ORLANDO, Fla., March 12 /PRNewswire/ -- Cost-effective technology that allows products to be traced through the U.S. supply chain might have helped contain the spread of hydrolyzed vegetable protein products contaminated with Salmonella, Intelligent Global Pooling Systems (iGPS Company LLC) announced today. iGPS urged the U.S. Senate to mandate the latest tracking technology in legislation pending to overhaul the nation's food safety law.
The list of recalled products containing the contaminated HVP has now topped 100, according to the U.S. Food and Drug Administration (FDA), and is expected to grow as the popular food additive is found in everything from soups, sauces, chili, stews, hot dogs, gravies, chips, dips and dressings.
"Fresh on the heels of the nationwide Tylenol recall, this HVP recall once again illustrates the need for tighter controls in the U.S. food supply chain. In this case, we see how one common ingredient can disrupt the nation's food supply and potentially threaten millions of people. We hope this reality will hasten Senate consideration of product tracking technology and action on critically important food safety legislation," said Bob Moore Chairman & CEO of iGPS Company LLC. The Senate has not yet scheduled action on the food safety bill, which the House passed overwhelmingly last year.

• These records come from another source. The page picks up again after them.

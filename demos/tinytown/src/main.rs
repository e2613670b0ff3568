//! tinytown — smallest example for the parcel demand generator.
//!
//! A six-zone town: four residential/mixed zones, a commerce park, and a
//! zero-emission city center served by a consolidation center at the town
//! edge.  Three couriers split the market.  The demo runs the reference
//! scenario and the UCC scenario back to back from embedded data; swap the
//! embedded CSVs for real zone, depot, and skim files to run at full scale.

use std::io::Cursor;
use std::path::Path;
use std::time::Instant;

use anyhow::Result;

use pg_carrier::segments::FUELS_PER_VEHICLE;
use pg_carrier::{
    load_consolidation_reader, load_depots_reader, load_shares_reader, VehicleShares,
    SEGMENT_COUNT,
};
use pg_core::{ScenarioLabel, UccVehicle};
use pg_gen::{parse_params_reader, KpiValue, PipelineBuilder, RunOutput};
use pg_output::{write_kpi, ParcelWriter};
use pg_skim::SkimMatrix;
use pg_zones::{load_zones_reader, ZoneTable};

// ── Constants ─────────────────────────────────────────────────────────────────

/// Average network speed used to turn centroid distances into a time skim.
const SPEED_M_PER_S: f64 = 8.33; // 30 km/h

const OUTPUT_DIR: &str = "output/tinytown";

// ── Embedded datasets ─────────────────────────────────────────────────────────

// Zone 104 is the ZEZ city center; its parcels consolidate in zone 106,
// where the couriers' depots sit.
const ZONES_CSV: &str = "\
zone,x,y,households,employment,zez,ucc_zone\n\
101,1000.0,3000.0,520.0,40.0,0,\n\
102,1000.0,0.0,610.0,30.0,0,\n\
103,3000.0,1500.0,480.0,55.0,0,\n\
104,2000.0,1500.0,350.0,400.0,1,106\n\
105,3500.0,500.0,20.0,600.0,0,\n\
106,0.0,1500.0,5.0,120.0,0,\n\
";

const DEPOTS_CSV: &str = "\
id,courier,zone,x,y\n\
1,DHL,106,0.0,1500.0\n\
2,DPD,106,0.0,1500.0\n\
3,GLS,102,1000.0,0.0\n\
4,DHL,105,3500.0,500.0\n\
";

const SHARES_CSV: &str = "\
courier,share\n\
DHL,0.38\n\
DPD,0.33\n\
GLS,0.29\n\
";

// Segment 6 is the parcel segment; the others are listed for completeness.
const CONSOLIDATION_CSV: &str = "\
segment,probability\n\
0,0.05\n\
1,0.05\n\
2,0.10\n\
3,0.10\n\
4,0.05\n\
5,0.05\n\
6,0.45\n\
";

const PARAMS_REF: &str = "\
LABEL               = REF   :string\n\
PARCELS_PER_HH      = 0.10  :float\n\
PARCELS_PER_EMPL    = 0.05  :float\n\
PARCELS_SUCCESS_B2C = 0.75  :float\n\
PARCELS_SUCCESS_B2B = 0.90  :float\n\
SEED                = 42    :int\n\
SUPRA_ZONES         = 0     :int\n\
SUPRA_ZONE_OFFSET   = 0     :int\n\
";

const PARAMS_UCC: &str = "\
LABEL               = UCC   :string\n\
PARCELS_PER_HH      = 0.10  :float\n\
PARCELS_PER_EMPL    = 0.05  :float\n\
PARCELS_SUCCESS_B2C = 0.75  :float\n\
PARCELS_SUCCESS_B2B = 0.90  :float\n\
SEED                = 42    :int\n\
SUPRA_ZONES         = 0     :int\n\
SUPRA_ZONE_OFFSET   = 0     :int\n\
";

// ── Derived inputs ────────────────────────────────────────────────────────────

/// Symmetric centroid-distance time skim in seconds, zero diagonal.  The
/// pipeline's repair pass fills the intrazonal cells.
fn build_skim(zones: &ZoneTable) -> Result<SkimMatrix> {
    let coords: Vec<(f64, f64)> = zones.iter().map(|z| (z.x, z.y)).collect();
    let n = coords.len();

    let mut data = vec![0.0; n * n];
    for (i, &(xi, yi)) in coords.iter().enumerate() {
        for (j, &(xj, yj)) in coords.iter().enumerate() {
            let dist = ((xi - xj).powi(2) + (yi - yj).powi(2)).sqrt();
            data[i * n + j] = dist / SPEED_M_PER_S;
        }
    }
    Ok(SkimMatrix::from_flat(data)?)
}

/// UCC final-leg vehicle mix: 40 % LEVV, 10 % moped, 50 % van, all electric
/// columns.  Real runs load the full vehicle×fuel grid from CSV instead.
fn vehicle_shares() -> Result<VehicleShares> {
    let cols = UccVehicle::COUNT * FUELS_PER_VEHICLE + 1;
    let mut rows = Vec::with_capacity(SEGMENT_COUNT + 1);
    for _ in 0..SEGMENT_COUNT {
        let mut row = vec![0.0; cols];
        row[0] = 0.40;
        row[FUELS_PER_VEHICLE] = 0.10;
        row[2 * FUELS_PER_VEHICLE] = 0.50;
        rows.push(row);
    }
    rows.push(vec![0.0; cols]); // dangerous-goods row, dropped on load
    Ok(VehicleShares::from_raw(&rows)?)
}

// ── Scenario runs ─────────────────────────────────────────────────────────────

fn run_scenario(params: &str) -> Result<RunOutput> {
    let config = parse_params_reader(Cursor::new(params))?;
    let label = config.label;

    let zones = load_zones_reader(Cursor::new(ZONES_CSV))?;
    let skim = build_skim(&zones)?;
    let (registry, shares) = load_shares_reader(Cursor::new(SHARES_CSV))?;
    let depots = load_depots_reader(Cursor::new(DEPOTS_CSV))?;

    let mut builder = PipelineBuilder::new(config)
        .zones(zones)
        .skim(skim)
        .couriers(registry, shares)
        .depots(depots);
    if label == ScenarioLabel::Ucc {
        let consolidation = load_consolidation_reader(Cursor::new(CONSOLIDATION_CSV))?;
        builder = builder.ucc_policy(consolidation, vehicle_shares()?);
    }

    Ok(builder.build()?.run()?)
}

fn write_outputs(label: ScenarioLabel, output: &RunOutput) -> Result<()> {
    let dir = Path::new(OUTPUT_DIR);
    let (registry, _) = load_shares_reader(Cursor::new(SHARES_CSV))?;

    let mut writer = ParcelWriter::create(&dir.join(format!("ParcelDemand_{label}.csv")), label)?;
    writer.write_parcels(&output.parcels, &registry)?;
    writer.finish()?;

    // The UCC run also emits its pre-rerouting parcel set for comparison.
    if let Some(reference) = &output.reference {
        let mut writer = ParcelWriter::create(
            &dir.join("ParcelDemand_UCC_before.csv"),
            ScenarioLabel::Reference,
        )?;
        writer.write_parcels(reference, &registry)?;
        writer.finish()?;
    }

    write_kpi(&dir.join(format!("kpi_{label}.json")), &output.kpi)?;
    Ok(())
}

fn print_summary(label: ScenarioLabel, output: &RunOutput) {
    println!("{label}: {} parcels, {} redirected", output.parcels.len(), output.redirected);
    if let Some(KpiValue::Map(per_courier)) = output.kpi.get("parcels_per_courier") {
        for (code, count) in per_courier {
            let KpiValue::Int(count) = count else { continue };
            println!("  {code:<6} {count:>6}");
        }
    }
}

// ── main ──────────────────────────────────────────────────────────────────────

fn main() -> Result<()> {
    env_logger::Builder::from_env(env_logger::Env::default().default_filter_or("info")).init();

    println!("=== tinytown — parcel demand generator ===");
    println!("6 zones | 3 couriers | 4 depots | ZEZ center with UCC");
    println!("(Swap the embedded CSVs for real zone/depot/skim files to scale up)");
    println!();

    std::fs::create_dir_all(OUTPUT_DIR)?;
    let t0 = Instant::now();

    let ref_output = run_scenario(PARAMS_REF)?;
    write_outputs(ScenarioLabel::Reference, &ref_output)?;
    print_summary(ScenarioLabel::Reference, &ref_output);
    println!();

    let ucc_output = run_scenario(PARAMS_UCC)?;
    write_outputs(ScenarioLabel::Ucc, &ucc_output)?;
    print_summary(ScenarioLabel::Ucc, &ucc_output);
    println!();

    println!("Both scenarios done in {:.3} s", t0.elapsed().as_secs_f64());
    println!("Output written to {OUTPUT_DIR}/");
    Ok(())
}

According to reports, large batches of HVP may be contaminated with Salmonella, which causes at least 40,000 illnesses in the U.S. annually. This recall began on February 26, and it is now being reported that contamination probably started as far back as September 2009, affecting millions of pounds of the flavoring already shipped into commerce.
"The U.S. food supply chain is complex, and many ingredients often go from manufacturer to resellers or processors before ending up on store shelves. It is therefore critical that congressional action touch on all areas of the supply chain where improvements can be made that ultimately make the American public safer," Moore added.
iGPS operates the world's first pallet rental service providing manufacturers with lightweight, recyclable all-plastic pallets embedded with RFID tags. Unlike the more than one billion wood pallets in circulation, the RFID tags in iGPS plastic pallets allow products to be easily traced at numerous points along the supply chain, providing a way to pinpoint and contain contaminated products.
iGPS also is urging Congress to set uniform sanitary standards for all pallets. According to Moore, "Pallets are an often overlooked, but key component of our nation's supply chain. At one point, almost every food, pharmaceutical and countless other consumer products have been on a pallet. We need to take all possible measures to ensure that pallets are not harboring bacteria or pathogens that can affect our food supply."
iGPS recently commissioned a series of independent tests in cities from Portland, Maine to New Orleans that found Salmonella, E. coli, Listeria and extremely high bacteria counts on scores of wood pallets pulled at random from public markets and retail food outlets. In New Orleans, for example, 43 percent of wood pallets tested at an independent scientific laboratory came back positive for E. coli, Listeria and/or Salmonella. One wood pallet tested positive for all three food-poisoning bacteria. Our findings are consistent with other findings of the FDA and USDA that highlight the risks of wood in certain food-related circumstances.
The FDA's guidelines recommend using pallets that can easily be cleaned and that wood pallets not be used in areas where Refrigerated or Frozen Ready-To-Eat Foods are processed or exposed.
This HVP recall comes in the wake of a new report by the Pew Charitable Trusts and Georgetown University that estimates foodborne illness cost the U.S. $152 billion annually.
The Centers for Disease Control and Prevention (CDC) estimates that 76 million foodborne illness cases occur every year in the United States. Salmonella bacteria cause at least 40,000 illnesses a year in the U.S., and an estimated 400 deaths, the CDC reports. E. coli is a potentially lethal group of bacteria that every year sickens more than 70,000 Americans. And Listeriosis is responsible for 2,500 illnesses and 500 deaths in the United States annually – the leading cause of death among foodborne bacterial pathogens.
iGPS operates the world's first pallet rental service providing shippers and receivers with all-plastic pallets with embedded RFID tags. iGPS' state-of-the-art pallets are 30 percent lighter than wood, which saves on transport costs and helps reduce green house gases. Its pallets are also more hygienic, easier to handle and, because they eliminate protruding nails and splinters, reduce workplace injuries and damaged equipment. Embedded RFID tags enable shippers and receivers to track and trace shipments. And iGPS pallets are 100% recyclable. Launched in March 2006, the company has created nearly 2,000 new green jobs in the U.S. and is led by pallet and supply chain veterans with decades of experience. iGPS (www.igps.net) is headquartered in Orlando, FL.